<<<<
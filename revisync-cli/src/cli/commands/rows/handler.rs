//! Row upload and save handlers

use anyhow::Result;
use colored::*;

use super::{RowsCommands, SaveArgs, UploadArgs};
use crate::cli::Context;
use crate::cli::commands::{connect, finish, run_data_sync};
use crate::cli::output::print_export_summary;
use crate::config::ConnectionRole;
use crate::sync::{ApiRowSource, DataSyncOptions, FileRowSource, SyncOptions, export_rows};

pub async fn handle_rows_command(args: RowsCommands, ctx: &Context) -> Result<()> {
    match args {
        RowsCommands::Upload(args) => upload(args, ctx).await,
        RowsCommands::Save(args) => save(args, ctx).await,
    }
}

async fn upload(args: UploadArgs, ctx: &Context) -> Result<()> {
    if !args.folder.is_dir() {
        anyhow::bail!("Folder does not exist: {}", args.folder.display());
    }

    let target = connect(&args.target, ctx, ConnectionRole::Target).await?;
    println!(
        "Uploading rows from {} to {}",
        args.folder.display().to_string().cyan(),
        target.project().to_string().bright_green().bold()
    );

    let options = DataSyncOptions {
        tables: args.tables.clone(),
        sync: SyncOptions {
            batch_size: args.batch.resolve(ctx),
            dry_run: args.write.dry_run,
        },
        validate: args.validate,
    };
    let source = FileRowSource::new(&args.folder);
    let run = run_data_sync(&source, &target, &options, ctx, "Upload summary").await?;

    finish(&target, &args.write, "Uploaded", run.changes()).await
}

async fn save(args: SaveArgs, ctx: &Context) -> Result<()> {
    let source = connect(&args.source, ctx, ConnectionRole::Source).await?;
    println!(
        "Saving rows of {} to {}",
        source.project().to_string().bright_green().bold(),
        args.folder.display().to_string().cyan()
    );

    let stats = export_rows(&ApiRowSource::new(&source), &args.folder, args.tables.as_deref()).await?;
    print_export_summary(&stats, &args.folder);
    Ok(())
}
//! Dashboard Views
//!
//! View models built from a [`StatsResponse`](crate::client::StatsResponse)
//! and rendered either as HTML (web service, via `maud`) or plain text
//! (terminal).
//!
//! - [`metric_card`]: the four metric cards
//! - [`timeline`]: the activity chart
//! - [`page`]: the assembled dashboard route, including the error panel
//! - [`chat_panel`]: the assistant panel opened from the floating button

pub mod chat_panel;
pub mod metric_card;
pub mod page;
pub mod timeline;

pub use chat_panel::render_chat_page;
pub use metric_card::{metric_cards, MetricCardView, ValueFormat};
pub use page::{resolve_period, DashboardPage, PRODUCT_NAME};
pub use timeline::{TimelineRow, TimelineView};

use maud::{html, Markup, PreEscaped, DOCTYPE};

/// Full document shell shared by every page: header, content and the
/// floating chat button
pub(crate) fn layout(title: &str, content: Markup) -> Markup {
    html! {
        (DOCTYPE)
        html lang="ru" {
            head {
                meta charset="utf-8";
                meta name="viewport" content="width=device-width, initial-scale=1";
                title { (title) }
                style { (PreEscaped(PAGE_STYLE)) }
            }
            body {
                header class="site-header" {
                    a class="logo" href="/" { "З" }
                    h1 { (PRODUCT_NAME) }
                }
                main class="container" {
                    (content)
                }
                a class="chat-fab" href="/chat" title="AI Ассистент" { "💬" }
            }
        }
    }
}

const PAGE_STYLE: &str = r#"
body { font-family: system-ui, sans-serif; margin: 0; background: #f8fafc; color: #0f172a; }
.site-header { display: flex; align-items: center; gap: .5rem; padding: 1rem 1.5rem; border-bottom: 1px solid #e2e8f0; }
.logo { display: inline-flex; width: 2rem; height: 2rem; align-items: center; justify-content: center; border-radius: .375rem; background: #0f172a; color: #fff; font-weight: 600; text-decoration: none; }
.site-header h1 { font-size: 1.25rem; margin: 0; }
.container { max-width: 80rem; margin: 0 auto; padding: 1.5rem; }
.metric-grid { display: grid; gap: 1rem; grid-template-columns: repeat(auto-fit, minmax(14rem, 1fr)); margin-bottom: 1.5rem; }
.card { background: #fff; border: 1px solid #e2e8f0; border-radius: .75rem; padding: 1rem 1.25rem; }
.card-header { display: flex; justify-content: space-between; align-items: center; }
.card-title { font-size: .875rem; font-weight: 500; margin: 0; }
.metric-value { font-size: 1.5rem; font-weight: 700; }
.metric-change { display: flex; gap: .25rem; align-items: center; font-size: .75rem; }
.metric-change p { margin: 0; }
.text-muted { color: #64748b; }
.text-green-600 { color: #16a34a; }
.text-red-600 { color: #dc2626; }
.text-gray-600 { color: #4b5563; }
.period-selector { display: flex; gap: .25rem; background: #f1f5f9; padding: .25rem; border-radius: .5rem; }
.tab { padding: .25rem .75rem; border-radius: .375rem; color: #334155; text-decoration: none; font-size: .875rem; border: 0; background: transparent; cursor: pointer; }
.tab.active { background: #fff; box-shadow: 0 1px 2px rgba(0,0,0,.08); }
.legend { display: flex; gap: 1rem; list-style: none; padding: 0; justify-content: center; font-size: .875rem; }
.legend-dot { display: inline-block; width: .5rem; height: .5rem; border-radius: 9999px; margin-right: .5rem; }
.timeline-table { width: 100%; border-collapse: collapse; font-size: .875rem; }
.timeline-table th, .timeline-table td { text-align: left; padding: .25rem .5rem; border-bottom: 1px solid #f1f5f9; }
.chat-fab { position: fixed; bottom: 1.5rem; right: 1.5rem; width: 3.5rem; height: 3.5rem; display: flex; align-items: center; justify-content: center; border-radius: 9999px; background: linear-gradient(90deg, #60a5fa, #2563eb); color: #fff; font-size: 1.5rem; text-decoration: none; box-shadow: 0 4px 12px rgba(0,0,0,.2); }
.chat-panel { max-width: 40rem; margin: 0 auto; }
.chat-actions { display: flex; gap: .25rem; }
.chat-transcript { display: flex; flex-direction: column; gap: .5rem; margin: 1rem 0; }
.bubble { max-width: 80%; padding: .5rem .75rem; border-radius: .75rem; font-size: .875rem; }
.bubble p { margin: 0; white-space: pre-wrap; }
.bubble-ai { align-self: flex-start; background: #f1f5f9; }
.bubble-user { align-self: flex-end; background: #2563eb; color: #fff; }
.sql { margin-top: .5rem; font-size: .75rem; }
.sql pre { white-space: pre-wrap; background: #0f172a; color: #e2e8f0; padding: .5rem; border-radius: .375rem; }
.error-banner { background: #fef2f2; color: #b91c1c; border: 1px solid #fecaca; padding: .5rem .75rem; border-radius: .5rem; font-size: .875rem; margin-bottom: .5rem; }
.chat-input { display: flex; gap: .5rem; }
.chat-input input { flex: 1; padding: .5rem .75rem; border: 1px solid #cbd5e1; border-radius: .5rem; }
"#;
>>>>
- _Work order_: The lines above that hold the word "anyhow" need counting; write the count and nothing more.

- _Written solution_: 2